> **Exercise instructions**
Beginning with the line that holds "next countdown layout.", retype the rest of the listing exactly, last line included.

> **Material for the task**
//! Command-based control for the widget.

/// User and page events the widget reacts to.
#[derive(Debug, Clone, Copy, PartialEq, Eq)]
#[cfg_attr(feature = "defmt", derive(defmt::Format))]
pub enum WidgetAction {
    /// Countdown clicked: next countdown layout.
    CycleCountdown,
    /// Statistic clicked: next statistic mode.
    CycleStatistic,
    /// Datetime clicked: next datetime format.
    CycleDatetime,
    /// Refresh clicked: request a target increment, or connect if closed.
    Refresh,
    /// Theme toggle clicked.
    ToggleTheme,
    /// Page visibility changed.
    VisibilityChanged { hidden: bool },
}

> **Response**
    /// Countdown clicked: next countdown layout.
    CycleCountdown,
    /// Statistic clicked: next statistic mode.
    CycleStatistic,
    /// Datetime clicked: next datetime format.
    CycleDatetime,
    /// Refresh clicked: request a target increment, or connect if closed.
    Refresh,
    /// Theme toggle clicked.
    ToggleTheme,
    /// Page visibility changed.
    VisibilityChanged { hidden: bool },
}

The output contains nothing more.